Justin Lemieux (Mark Dolson) and Jakie Cabe (Father Tim Farley) in Mass Appeal by Bill C. Davis.
Photos by Tim Long.
Mass Appeal is a small, two-character play that has a lot to say. Now playing at Circle Theatre in Fort Worth through July 18, the dramedy follows the spiritual journey of a well-established and much-admired Catholic priest, and a firebrand young seminarian who’s naïve in his understanding of organized religion— a business model that rewards efficiency and popularity more than the moral and ethical understandings of humankind.

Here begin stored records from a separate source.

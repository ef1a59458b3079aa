use anyhow::{Context, Result};
use chordring_core::{Key, NodeId, RingConfig, Value};
use serde::{Deserialize, Serialize};
use std::fs;
use std::path::{Path, PathBuf};

/// Main application configuration
#[derive(Debug, Clone, PartialEq, Serialize, Deserialize)]
pub struct Config {
    #[serde(default)]
    pub ring: RingConfig,
    #[serde(default)]
    pub scenario: ScenarioConfig,
    #[serde(default)]
    pub report: ReportConfig,
    #[serde(default)]
    pub logging: LoggingConfig,

    #[serde(skip)]
    config_file_path: PathBuf,
}

/// The fixed sequence of calls issued by the scenario driver
#[derive(Debug, Clone, PartialEq, Eq, Serialize, Deserialize)]
pub struct ScenarioConfig {
    /// Nodes joined before anything else, in order
    pub nodes: Vec<NodeId>,
    /// Keys stored once the initial nodes are up
    #[serde(default)]
    pub keys: Vec<KeyEntry>,
    #[serde(default)]
    pub lookups: Vec<LookupConfig>,
    /// Membership changes applied after the lookups
    #[serde(default)]
    pub events: Vec<MembershipEvent>,
}

#[derive(Debug, Clone, PartialEq, Eq, Serialize, Deserialize)]
pub struct KeyEntry {
    pub key: Key,
    pub value: Value,
}

#[derive(Debug, Clone, Copy, PartialEq, Eq, Serialize, Deserialize)]
pub struct LookupConfig {
    pub start: NodeId,
    pub key: Key,
}

#[derive(Debug, Clone, Copy, PartialEq, Eq, Serialize, Deserialize)]
#[serde(tag = "action", content = "id", rename_all = "snake_case")]
pub enum MembershipEvent {
    Join(NodeId),
    Leave(NodeId),
}

#[derive(Debug, Clone, Copy, PartialEq, Eq, Serialize, Deserialize)]
pub struct ReportConfig {
    #[serde(default)]
    pub format: ReportFormat,
    /// Print the ASCII ring at the end of the run
    #[serde(default = "default_true")]
    pub visualize: bool,
    /// Include finger tables in node listings
    #[serde(default)]
    pub fingers: bool,
}

#[derive(Debug, Clone, Copy, Default, PartialEq, Eq, Serialize, Deserialize, clap::ValueEnum)]
#[serde(rename_all = "lowercase")]
pub enum ReportFormat {
    #[default]
    Text,
    Json,
}

#[derive(Debug, Clone, PartialEq, Eq, Serialize, Deserialize)]
pub struct LoggingConfig {
    pub level: String,
    /// Emit log lines as JSON objects
    #[serde(default)]
    pub json: bool,
}

fn default_true() -> bool {
    true
}

impl Default for ScenarioConfig {
    fn default() -> Self {
        Self {
            nodes: vec![3, 10, 20, 27],
            keys: [(5, "A"), (12, "B"), (25, "C"), (30, "D")]
                .into_iter()
                .map(|(key, value)| KeyEntry {
                    key,
                    value: value.to_string(),
                })
                .collect(),
            lookups: vec![LookupConfig { start: 3, key: 25 }],
            events: vec![MembershipEvent::Join(15), MembershipEvent::Leave(10)],
        }
    }
}

impl Default for ReportConfig {
    fn default() -> Self {
        Self {
            format: ReportFormat::Text,
            visualize: true,
            fingers: false,
        }
    }
}

impl Default for LoggingConfig {
    fn default() -> Self {
        Self {
            level: "info".to_string(),
            json: false,
        }
    }
}

impl Default for Config {
    fn default() -> Self {
        Self {
            ring: RingConfig::default(),
            scenario: ScenarioConfig::default(),
            report: ReportConfig::default(),
            logging: LoggingConfig::default(),
            config_file_path: PathBuf::new(),
        }
    }
}

impl Config {
    /// Load configuration from file
    pub fn load(config_path: Option<PathBuf>) -> Result<Self> {
        let config_path = config_path.unwrap_or_else(Self::default_config_path);

        if !config_path.exists() {
            anyhow::bail!(
                "Configuration file not found: {}\nRun with --init to create a new configuration",
                config_path.display()
            );
        }

        let contents =
            fs::read_to_string(&config_path).context("Failed to read configuration file")?;

        let mut config: Config =
            serde_yaml::from_str(&contents).context("Failed to parse configuration file")?;
        config.ring.validate().context("Invalid ring configuration")?;

        config.config_file_path = config_path;

        Ok(config)
    }

    /// Load the given file, the default file if present, or built-in defaults
    pub fn load_or_default(config_path: Option<PathBuf>) -> Result<Self> {
        match config_path {
            Some(path) => Self::load(Some(path)),
            None if Self::default_config_path().exists() => Self::load(None),
            None => Ok(Self::default()),
        }
    }

    /// Write the default configuration to disk
    pub fn create_default(config_path: Option<PathBuf>) -> Result<Self> {
        let config_path = config_path.unwrap_or_else(Self::default_config_path);

        if let Some(parent) = config_path.parent() {
            fs::create_dir_all(parent)?;
        }

        let config = Config {
            config_file_path: config_path.clone(),
            ..Config::default()
        };

        let yaml = serde_yaml::to_string(&config)?;
        fs::write(&config_path, yaml)
            .with_context(|| format!("Failed to write {}", config_path.display()))?;

        Ok(config)
    }

    pub fn config_path(&self) -> &Path {
        &self.config_file_path
    }

    fn default_config_path() -> PathBuf {
        dirs::config_dir()
            .unwrap_or_else(|| PathBuf::from("."))
            .join("chordnode")
            .join("config.yaml")
    }
}

#[cfg(test)]
mod tests {
    use super::*;

    #[test]
    fn test_default_scenario_is_demo() {
        let config = Config::default();
        assert_eq!(config.ring.id_bits, 5);
        assert_eq!(config.ring.replication_factor, 2);
        assert_eq!(config.scenario.nodes, vec![3, 10, 20, 27]);
        assert_eq!(config.scenario.keys.len(), 4);
        assert_eq!(
            config.scenario.events,
            vec![MembershipEvent::Join(15), MembershipEvent::Leave(10)]
        );
    }

    #[test]
    fn test_parse_minimal_yaml() {
        let yaml = "scenario:\n  nodes: [1, 5, 9, 12]\n";
        let config: Config = serde_yaml::from_str(yaml).unwrap();

        assert_eq!(config.scenario.nodes, vec![1, 5, 9, 12]);
        assert!(config.scenario.keys.is_empty());
        assert_eq!(config.ring, RingConfig::default());
        assert_eq!(config.report.format, ReportFormat::Text);
        assert!(config.report.visualize);
        assert_eq!(config.logging.level, "info");
    }

    #[test]
    fn test_parse_events() {
        let yaml = r#"
scenario:
  nodes: [3]
  events:
    - action: join
      id: 15
    - action: leave
      id: 3
report:
  format: json
"#;
        let config: Config = serde_yaml::from_str(yaml).unwrap();
        assert_eq!(
            config.scenario.events,
            vec![MembershipEvent::Join(15), MembershipEvent::Leave(3)]
        );
        assert_eq!(config.report.format, ReportFormat::Json);
    }

    #[test]
    fn test_yaml_round_trip() {
        let config = Config::default();
        let yaml = serde_yaml::to_string(&config).unwrap();
        let back: Config = serde_yaml::from_str(&yaml).unwrap();
        assert_eq!(back, config);
    }
}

Playwright Bill C Davis first penned the smart script in the early 1980s. It had a successful Off-Broadway run before transferring to Broadway for a short 6-month stay. A film starring Jack Lemmon as Father Tim Farley was a modest success in 1984. But in a world where the gulf between traditionalists and reformers is growing wider, Mass Appeal touches on issues of religion, and specifically the Church, that are as hotly debated today as they were 35 years ago.
At its core, this play is about a growing friendship between two individuals separated by age, energy and focus. The plot opens with Father Farley, a popular parish priest in a well-to-do neighborhood, opening up a question-and-answer session with his congregation from the pulpit. The only problem is, the dear Father doesn’t really engage in any conversation beyond safe, pat answers. He is soon challenged by a twenty-something Mark Dolson who wants the Father to go on public record his feelings about women in the priesthood.
As the story progresses, the hotheaded, idealistic seminarian forces the pragmatic priest to face the fact that his faith has for years been poured from bottles of sparkling Burgundy which he keeps in his office bar. In turn, the staid priest demands his student question those secrets of the heart that brought him into the seminary and enraged his passions.
Under the solid direction of Alan Shorter, Jakie Cabe gives us a Father Farley that reeks of double standards. He seems in full control of his parishioners and Church leaders, but he shows a quite distain for following one’s principles and beliefs. He’s constantly at odds with his secretary when she refuses to speak white lies to let him off the hook for phone chats and meetings, and he really feels his mission is just to appease church members with niceties and small talk.
Cabe’s performance sparkles with wit and despair, showing us a man strong as steel on the outside, but who is lost and confused as his layers slowly are exposed. It’s an assured performance that unfortunately shows off the limitation of his co-star Justin Lemieux, who has a difficult time shaking off his one-note performance when the script calls for him to be vulnerable and scared. I believed Cabe as a priest, but Lemieux was an actor from beginning to end.
Ultimately the wonder of Mass Appeal still lies in its deft script, and ability to make us think about the need and value of organized religion. But it doesn’t preach when Davis knows his main task is entertaining. Come to think of it, religion and theater share at least one common goal—getting butts in the door. In this case, choose the theater. God will forgive you for missing church.